Eventually the effort to use Argument Clinic for as many functions as possible became a performance win, because it let us quickly innovate in faster argument parsing. You could write a new argument passing convention and only have to modify one spot–once you updated the Argument Clinic code generator to understand your new calling convention, you got the rest of the entire CPython source tree for free. I believe Victor’s “fast call” implementation was far easier to implement because of the work the community did in converting a significant portion of CPython extension functions to Clinic.

I’d say I’ve given any thought to how to extend Argument Clinic to handle more types of Python functions. But it’s also fair to say I’ve done nothing about it in a very long time, and I have no plans to return to the project. Finally, it’s not accurate to say that nothing has been done about it for more than a decade, as Argument Clinic didn’t land in the Python repo until October 2013.

9 Likes

I’m sure you have considered and rejected this idea without even mentioning it, but for what it’s worth: I have a small module for function overloading in my projects, and there I use the fact that Signature is not iterable to make an iterable OverloadedSignature subclass, which yields the sequence of overloaded plain Signature instances when iterated. This even plays very nicely with stringification and help() output.

It’s similar to the link field idea by @rhettinger but somewhat easier to use, I think.

Stripping out all the bits to do with my specific code, it’s something like this:

class MultiSignature(Signature):
    __slots__ = 'signatures'

    def __len__(self):
        return len(self.signatures)

    def __iter__(self):
        return iter(self.signatures)

    def __str__(self):
        return '\n'.join(map(str, self))

    def __repr__(self):
        return f'<Signature with {len(self.signatures)} alternatives(s)>'

sig = MultiSignature.from_callable(func)
sig.signatures = tuple(map(Signature.from_callable, [func, alt, other]))
1 Like

I started working on it. @rhettinger, I look forward to your help in reviewing the new docstrings for dict, range and other builtins.

It turns out that the difference in two implementations (list of signatures or the MultiSignature class) is small and does not matter much in comparison with other needed changes.

5 Likes

I’m thinking (as an outcome of this thread) about the PEP that will expose the __text_signature__ (which is undocumented and private so far) string attribute for extension modules. With some minor additions for its format specification (return annotations so far).

Maybe we could hit two rabbits in one shot and include basic support for multiple signatures?

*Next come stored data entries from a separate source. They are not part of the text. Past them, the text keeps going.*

//! Lot Number Checksum
//!
//! Check-digit scheme used to reject mistyped or malformed lot numbers without
//! a network round trip. The payload is hashed with SHA-256, the digest bytes
//! are written out as decimal numbers and concatenated, and the resulting
//! digit string is folded with a Luhn-style doubling pass.
//!
//! The digest algorithm and digit extraction order are part of the wire
//! contract: codes printed on labels must validate identically everywhere.
//!
//! Doubled digits above 9 are reduced by 9 (standard Luhn). Older label
//! generators reduced only above 10, so a doubled 5 stayed 10; that rule is
//! intentionally not reproduced here.

use sha2::{Digest, Sha256};

/// Code accepted unconditionally as a manual override.
pub const OVERRIDE_CODE: &str = "0000";

/// Compute the single check digit for `payload`.
pub fn compute_check_digit(payload: &str) -> char {
    let digest = Sha256::digest(payload.as_bytes());

    let mut sum: u32 = 0;
    let mut position = 0usize;
    for byte in digest.iter() {
        for digit in byte.to_string().bytes() {
            let mut value = u32::from(digit - b'0');
            if position % 2 == 0 {
                value *= 2;
                if value > 9 {
                    value -= 9;
                }
            }
            sum += value;
            position += 1;
        }
    }

    let check = (sum * 9) % 10;
    char::from_digit(check, 10).unwrap_or('0')
}

/// Return `payload` with its check digit appended.
pub fn append_check_digit(payload: &str) -> String {
    let mut code = String::with_capacity(payload.len() + 1);
    code.push_str(payload);
    code.push(compute_check_digit(payload));
    code
}

/// Validate a code whose last character is its check digit.
pub fn validate(code: &str) -> bool {
    if code == OVERRIDE_CODE {
        return true;
    }

    let Some((split, last)) = code.char_indices().last() else {
        return false;
    };

    compute_check_digit(&code[..split]) == last
}
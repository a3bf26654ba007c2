// Simulated camera - no hardware, deterministic output

use std::collections::VecDeque;
use std::path::PathBuf;
use std::sync::{Mutex, MutexGuard};
use std::time::Duration;

use async_trait::async_trait;
use tracing::debug;

use crate::capture::errors::CameraError;
use crate::capture::traits::Camera;
use crate::capture::types::*;

#[derive(Debug, Default)]
struct SimulatedState {
    pending_failures: VecDeque<String>,
    shots: u32,
    preview_paused: bool,
    preview_resumes: u32,
    flash: Option<FlashState>,
    focus_points: Vec<FocusPoint>,
}

/// Camera that writes nothing and names its photos sequentially
#[derive(Debug)]
pub struct SimulatedCamera {
    output_dir: PathBuf,
    shot_latency: Duration,
    emulated: bool,
    state: Mutex<SimulatedState>,
}

impl SimulatedCamera {
    pub fn new(output_dir: impl Into<PathBuf>) -> Self {
        Self {
            output_dir: output_dir.into(),
            shot_latency: Duration::from_millis(120),
            emulated: true,
            state: Mutex::new(SimulatedState::default()),
        }
    }

    pub fn with_shot_latency(mut self, latency: Duration) -> Self {
        self.shot_latency = latency;
        self
    }

    pub fn with_emulated(mut self, emulated: bool) -> Self {
        self.emulated = emulated;
        self
    }

    /// Make the next shot fail with `reason`
    pub fn fail_next_shot(&self, reason: &str) {
        self.lock().pending_failures.push_back(reason.to_string());
    }

    pub fn shots_taken(&self) -> u32 {
        self.lock().shots
    }

    pub fn preview_resumes(&self) -> u32 {
        self.lock().preview_resumes
    }

    pub fn last_flash(&self) -> Option<FlashState> {
        self.lock().flash
    }

    pub fn focus_points(&self) -> Vec<FocusPoint> {
        self.lock().focus_points.clone()
    }

    fn lock(&self) -> MutexGuard<'_, SimulatedState> {
        match self.state.lock() {
            Ok(guard) => guard,
            Err(poisoned) => poisoned.into_inner(),
        }
    }
}

#[async_trait]
impl Camera for SimulatedCamera {
    async fn take_photo(&self, options: ShotOptions) -> Result<ImageRef, CameraError> {
        tokio::time::sleep(self.shot_latency).await;

        let mut state = self.lock();
        if let Some(reason) = state.pending_failures.pop_front() {
            return Err(CameraError::ShotFailed(reason));
        }
        state.shots += 1;
        state.preview_paused = options.pause_after_capture;

        let path = self.output_dir.join(format!("photo-{:03}.jpg", state.shots));
        debug!(path = %path.display(), quality = options.quality, "Simulated photo taken");
        Ok(ImageRef(path.to_string_lossy().into_owned()))
    }

    fn resume_preview(&self) -> Result<(), CameraError> {
        let mut state = self.lock();
        if !state.preview_paused {
            return Err(CameraError::PreviewNotPaused);
        }
        state.preview_paused = false;
        state.preview_resumes += 1;
        Ok(())
    }

    fn focus_at(&self, point: FocusPoint) {
        self.lock().focus_points.push(point);
    }

    fn set_flash(&self, mode: FlashState) {
        self.lock().flash = Some(mode);
    }

    fn is_emulated(&self) -> bool {
        self.emulated
    }
}
// Captured photo log

use std::sync::{Arc, Mutex, MutexGuard};

use anyhow::Result;
use async_trait::async_trait;
use chrono::{DateTime, Utc};
use serde::{Deserialize, Serialize};
use tracing::info;

use crate::capture::traits::PhotoSink;
use crate::capture::types::CapturedPhoto;
use crate::paths::PathSubstitutions;

#[derive(Debug, Clone, PartialEq, Eq, Serialize, Deserialize)]
#[serde(rename_all = "camelCase")]
pub struct PhotoItem {
    /// Stored in reduced `{{Symbol}}` form
    pub photo_file_path: String,
    pub lot_number: Option<String>,
    pub captured_at: DateTime<Utc>,
}

/// In-memory list of captured photos, newest last
#[derive(Debug, Clone, Default, Serialize, Deserialize)]
pub struct PhotoLog {
    items: Vec<PhotoItem>,
}

impl PhotoLog {
    pub fn new() -> Self {
        Self::default()
    }

    pub fn add(&mut self, item: PhotoItem) {
        self.items.push(item);
    }

    /// Remove every item with this path; returns how many went
    pub fn delete(&mut self, photo_file_path: &str) -> usize {
        let before = self.items.len();
        self.items
            .retain(|item| item.photo_file_path != photo_file_path);
        before - self.items.len()
    }

    pub fn items(&self) -> &[PhotoItem] {
        &self.items
    }

    pub fn len(&self) -> usize {
        self.items.len()
    }

    pub fn is_empty(&self) -> bool {
        self.items.is_empty()
    }
}

/// Photo sink that appends to a shared log, tagging each photo with the lot
/// number accepted earlier in the session
#[derive(Debug, Clone)]
pub struct PhotoLogSink {
    log: Arc<Mutex<PhotoLog>>,
    lot_number: Arc<Mutex<Option<String>>>,
    paths: PathSubstitutions,
}

impl PhotoLogSink {
    pub fn new(
        log: Arc<Mutex<PhotoLog>>,
        lot_number: Arc<Mutex<Option<String>>>,
        paths: PathSubstitutions,
    ) -> Self {
        Self {
            log,
            lot_number,
            paths,
        }
    }
}

fn lock<T>(mutex: &Mutex<T>) -> MutexGuard<'_, T> {
    match mutex.lock() {
        Ok(guard) => guard,
        Err(poisoned) => poisoned.into_inner(),
    }
}

#[async_trait]
impl PhotoSink for PhotoLogSink {
    async fn on_captured(&self, photo: CapturedPhoto) -> Result<()> {
        let item = PhotoItem {
            photo_file_path: self.paths.reduce(photo.image.as_str()),
            lot_number: lock(&self.lot_number).clone(),
            captured_at: photo.captured_at,
        };
        info!(
            step_id = %photo.step_id,
            path = %item.photo_file_path,
            lot = ?item.lot_number,
            "Photo logged"
        );
        lock(&self.log).add(item);
        Ok(())
    }
}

The proposed extension of the __text_signature__ (perhaps, renamed in this case as __text_signatures__) format is trivial: lets just list all different signatures one by one, separated by a newline. Each signature has a parameter list, enclosed by round brackets, optionally followed by ‘->’ and an expression (for return annotation). For example, in the log() case this will look like:

($module, x, /)
($module, x, base, /)

The attribute will be created from the docstring just as we do it now (modulo renaming). Later we could modify the AC to support generation of the docstring from the clinic input, proposed above by Raymond, add the inspect.signatures(), etc.

Fancy syntax using square brackets for optional arguments might look more economical. But I suspect its more suitable for typeless languages. Also, above proposal is almost compatible with Python syntax: every valid text signature, after simple tweaks, will be ast.parse()-able.